After enduring almost eight months into the country’s COVID-19 lockdown and bearing the more restrictive Enhanced Community Quarantine (ECQ) to General Community Quarantine (GCQ),
most people have adapted to the situation of wearing masks and face shields, limiting social gatherings, and finding creative ways to connect with others to keep safe. The fact is, a significant number of individuals may find the latter stage of pandemic even harder and might be experiencing pandemic fatigue.
Pandemic fatigue, as defined by the World Health Organization (WHO), is a natural expected reaction to sustained and unresolved adversity in people’s lives. Its symptoms include being demotivated to follow protective measures and behaviors or staying informed, as well as feeling complacent, alienated or hopeless. Although pandemic fatigue gradually evolves over time, it may also be affected or triggered by a person’s cultural, social, structural and legislative environment.
According to Dr. Carrianne Ewe, Medical Director of International SOS Philippines, the leading international health, security, management, and wellbeing solutions provider of companies and organizations worldwide, pandemic fatigue can affect one’s mental health, decrease an individual’s motivation to practice precautionary health measures which may lead to increased risky behaviors.
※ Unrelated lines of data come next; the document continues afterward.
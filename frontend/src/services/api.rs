use std::rc::Rc;

use async_trait::async_trait;
use serde::de::DeserializeOwned;
use serde::Serialize;
use shared::{
    AuthStatus, BudgetComparison, BudgetMap, CategoryTotal, DashboardSummary, DateRange,
    ErrorBody, Expense, GoalContributionRequest, GoalContributionResponse, LearningPeriodAnalysis,
    LearningPeriodStatus, MonthlyReport, MonthlyTrendPoint, NewExpense, NewSavingsEntry,
    NewSavingsGoal, SavingsEntry, SavingsGoal,
};

/// How a failure is surfaced to the user; every kind is handled the same way
/// (log, notify, abort) but logs keep them apart.
#[derive(Debug, Clone, Copy, PartialEq, Eq)]
pub enum FailureKind {
    Network,
    Application,
    Validation,
}

/// Tagged failure of a single API call
#[derive(Debug, Clone, PartialEq, thiserror::Error)]
pub enum ApiError {
    #[error("network error: {0}")]
    Network(String),
    #[error("server returned {status}: {message}")]
    Http { status: u16, message: String },
    #[error("failed to parse response: {0}")]
    Decode(String),
    #[error("failed to serialize request: {0}")]
    Encode(String),
}

impl ApiError {
    pub fn kind(&self) -> FailureKind {
        match self {
            ApiError::Network(_) => FailureKind::Network,
            ApiError::Http { .. } | ApiError::Decode(_) | ApiError::Encode(_) => {
                FailureKind::Application
            }
        }
    }

    /// Message from the server, when it sent one
    pub fn server_message(&self) -> Option<&str> {
        match self {
            ApiError::Http { message, .. } if !message.is_empty() => Some(message),
            _ => None,
        }
    }
}

pub type ApiResult<T> = Result<T, ApiError>;

#[derive(Debug, Clone, Copy, PartialEq, Eq, Hash)]
pub enum Method {
    Get,
    Post,
    Delete,
}

impl Method {
    pub fn as_str(&self) -> &'static str {
        match self {
            Method::Get => "GET",
            Method::Post => "POST",
            Method::Delete => "DELETE",
        }
    }
}

/// A request as seen by the transport: path (with query) relative to the API base
#[derive(Debug, Clone, PartialEq)]
pub struct ApiRequest {
    pub method: Method,
    pub path: String,
    pub body: Option<serde_json::Value>,
}

#[derive(Debug, Clone, PartialEq)]
pub struct RawResponse {
    pub status: u16,
    pub body: String,
}

impl RawResponse {
    pub fn ok(&self) -> bool {
        (200..300).contains(&self.status)
    }
}

/// Sends one request and hands back the raw status and body.
///
/// Only transport failures (fetch rejected) are errors here; HTTP status
/// handling belongs to [`ApiClient`].
#[async_trait(?Send)]
pub trait HttpTransport {
    async fn send(&self, request: ApiRequest) -> Result<RawResponse, String>;
}

/// Transport backed by the browser fetch API
pub struct GlooTransport {
    base_url: String,
}

impl GlooTransport {
    pub fn new(base_url: impl Into<String>) -> Self {
        Self {
            base_url: base_url.into().trim_end_matches('/').to_string(),
        }
    }
}

#[async_trait(?Send)]
impl HttpTransport for GlooTransport {
    async fn send(&self, request: ApiRequest) -> Result<RawResponse, String> {
        use gloo::net::http::Request;

        let url = format!("{}{}", self.base_url, request.path);
        let builder = match request.method {
            Method::Get => Request::get(&url),
            Method::Post => Request::post(&url),
            Method::Delete => Request::delete(&url),
        };

        let response = match request.body {
            Some(body) => builder
                .json(&body)
                .map_err(|e| format!("Failed to serialize request: {}", e))?
                .send()
                .await,
            None => builder.send().await,
        }
        .map_err(|e| e.to_string())?;

        let status = response.status();
        let body = response.text().await.unwrap_or_default();
        Ok(RawResponse { status, body })
    }
}

/// API client for the finance tracker backend
#[derive(Clone)]
pub struct ApiClient {
    transport: Rc<dyn HttpTransport>,
}

impl ApiClient {
    pub fn new(transport: Rc<dyn HttpTransport>) -> Self {
        Self { transport }
    }

    /// Client talking to the backend at `base_url` through fetch
    pub fn with_base_url(base_url: impl Into<String>) -> Self {
        Self::new(Rc::new(GlooTransport::new(base_url)))
    }

    // ============= Auth =============

    pub async fn current_user(&self) -> ApiResult<AuthStatus> {
        self.get("/api/auth/me").await
    }

    // ============= Expenses =============

    pub async fn list_expenses(&self, range: &DateRange) -> ApiResult<Vec<Expense>> {
        self.get(&format!("/api/expenses{}", range.to_query())).await
    }

    pub async fn create_expense(&self, expense: &NewExpense) -> ApiResult<()> {
        self.send_unit(Method::Post, "/api/expenses", Some(encode(expense)?))
            .await
    }

    pub async fn delete_expense(&self, id: i64) -> ApiResult<()> {
        self.send_unit(Method::Delete, &format!("/api/expenses/{}", id), None)
            .await
    }

    // ============= Budgets =============

    pub async fn get_budgets(&self) -> ApiResult<BudgetMap> {
        self.get("/api/budgets").await
    }

    /// Replaces the whole budget map on the server
    pub async fn save_budgets(&self, budgets: &BudgetMap) -> ApiResult<()> {
        self.send_unit(Method::Post, "/api/budgets", Some(encode(budgets)?))
            .await
    }

    // ============= Savings =============

    pub async fn list_savings(&self) -> ApiResult<Vec<SavingsEntry>> {
        self.get("/api/savings").await
    }

    pub async fn create_savings(&self, entry: &NewSavingsEntry) -> ApiResult<()> {
        self.send_unit(Method::Post, "/api/savings", Some(encode(entry)?))
            .await
    }

    pub async fn delete_savings(&self, id: i64) -> ApiResult<()> {
        self.send_unit(Method::Delete, &format!("/api/savings/{}", id), None)
            .await
    }

    // ============= Savings goals =============

    pub async fn list_goals(&self, archived: bool) -> ApiResult<Vec<SavingsGoal>> {
        self.get(&format!("/api/savings-goals?archived={}", archived))
            .await
    }

    pub async fn create_goal(&self, goal: &NewSavingsGoal) -> ApiResult<()> {
        self.send_unit(Method::Post, "/api/savings-goals", Some(encode(goal)?))
            .await
    }

    /// Adds to a goal; a `success: false` body is turned into an error
    pub async fn add_to_goal(&self, id: i64, amount: f64) -> ApiResult<GoalContributionResponse> {
        let body = encode(&GoalContributionRequest { amount })?;
        let response: GoalContributionResponse = self
            .send_json(Method::Post, &format!("/api/savings-goals/{}/add", id), Some(body))
            .await?;

        if response.success {
            Ok(response)
        } else {
            Err(ApiError::Http {
                status: 200,
                message: response.error.unwrap_or_default(),
            })
        }
    }

    pub async fn archive_goal(&self, id: i64) -> ApiResult<()> {
        self.send_unit(Method::Post, &format!("/api/savings-goals/{}/archive", id), None)
            .await
    }

    pub async fn delete_goal(&self, id: i64) -> ApiResult<()> {
        self.send_unit(Method::Delete, &format!("/api/savings-goals/{}", id), None)
            .await
    }

    // ============= Dashboard & visualizations =============

    pub async fn dashboard(&self) -> ApiResult<DashboardSummary> {
        self.get("/api/dashboard").await
    }

    pub async fn monthly_trends(&self) -> ApiResult<Vec<MonthlyTrendPoint>> {
        self.get("/api/visualizations/monthly-trends").await
    }

    pub async fn category_breakdown(&self, range: &DateRange) -> ApiResult<Vec<CategoryTotal>> {
        self.get(&format!(
            "/api/visualizations/category-breakdown{}",
            range.to_query()
        ))
        .await
    }

    pub async fn budget_vs_actual(&self) -> ApiResult<Vec<BudgetComparison>> {
        self.get("/api/visualizations/budget-vs-actual").await
    }

    // ============= Reports =============

    pub async fn available_months(&self) -> ApiResult<Vec<String>> {
        self.get("/api/reports/available-months").await
    }

    pub async fn monthly_report(&self, year_month: &str) -> ApiResult<MonthlyReport> {
        self.get(&format!("/api/reports/monthly/{}", year_month)).await
    }

    // ============= Learning period =============

    pub async fn learning_period_status(&self) -> ApiResult<LearningPeriodStatus> {
        self.get("/api/learning-period/status").await
    }

    pub async fn learning_period_analysis(&self) -> ApiResult<LearningPeriodAnalysis> {
        self.get("/api/learning-period/analysis").await
    }

    // ============= Plumbing =============

    async fn get<T: DeserializeOwned>(&self, path: &str) -> ApiResult<T> {
        self.send_json(Method::Get, path, None).await
    }

    async fn send_json<T: DeserializeOwned>(
        &self,
        method: Method,
        path: &str,
        body: Option<serde_json::Value>,
    ) -> ApiResult<T> {
        let response = self.send_checked(method, path, body).await?;
        serde_json::from_str(&response.body).map_err(|e| ApiError::Decode(e.to_string()))
    }

    async fn send_unit(
        &self,
        method: Method,
        path: &str,
        body: Option<serde_json::Value>,
    ) -> ApiResult<()> {
        self.send_checked(method, path, body).await.map(|_| ())
    }

    async fn send_checked(
        &self,
        method: Method,
        path: &str,
        body: Option<serde_json::Value>,
    ) -> ApiResult<RawResponse> {
        let request = ApiRequest {
            method,
            path: path.to_string(),
            body,
        };

        let response = self
            .transport
            .send(request)
            .await
            .map_err(ApiError::Network)?;

        if response.ok() {
            Ok(response)
        } else {
            Err(ApiError::Http {
                status: response.status,
                message: error_message(&response.body),
            })
        }
    }
}

fn encode<T: Serialize>(value: &T) -> ApiResult<serde_json::Value> {
    serde_json::to_value(value).map_err(|e| ApiError::Encode(e.to_string()))
}

/// Prefer the backend's `{"error": "..."}` text over the raw body
fn error_message(body: &str) -> String {
    match serde_json::from_str::<ErrorBody>(body) {
        Ok(ErrorBody {
            error: Some(message),
            ..
        }) => message,
        _ => body.trim().to_string(),
    }
}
It could also lead to decreased productivity and creativity among an organization’s workfoce.
“Supporting the workforce’s mental health and wellbeing has been a key concern for many employers in addition to the response to this public health crisis. It is widely acknowledged that an employee’s job performance and productivity can be severely affected by health issues and impact an organizations’ business resilience,” said Dr. Ewe.
She further stressed that organizations who value their employees need to build a holistic workforce resilience program where an employee’s health, safety and wellbeing are prioritized which is a key competence of International SOS.
“International SOS has been working closely with clients throughout the year from the Taal Volcano eruption to the current COVID-19 pandemic. We provided holistic workforce resilience solutions with tailored advice for the safe return to operations, navigation of the complex COVID-19 testing environment and mental health & wellness programs,” said Dr. Ewe.
Aside from the range of tools developed by International SOS such as the COVID-19 website, the International SOS Assistance App which provides the latest health and security situational updates, and webinars, Dr. Ewe imparted several tips to help the public overcome pandemic fatigue.
- Accepting negative emotions
Being honest about pent-up emotions like anxiety and uncertainty opens one up to find ways to address these reactions effectively.
- Creating new goals
Setting achievable and enjoyable personal goals such as exercise or learning a new skill can give a positive sense of accomplishment.
- Conserving emotional resources
Employees should take time out from work to prioritize self-care. Small breaks even if just to relax at home or spend time with loved ones is beneficial. Managers need to lead by example and encourage a delineation of on and off duty schedules.
- Being kind to themselves
Employees should recognize that it is okay to have both good and bad days. Instead of focusing on the negatives, acknowledge and celebrate achievements.
- Asking for help
Almost everyone has experienced some level of stress during this period. Seek support from mental health professionals via the Employee Assistance Program (EAP) or clinic and recognize the benefits of reaching out early before burn out.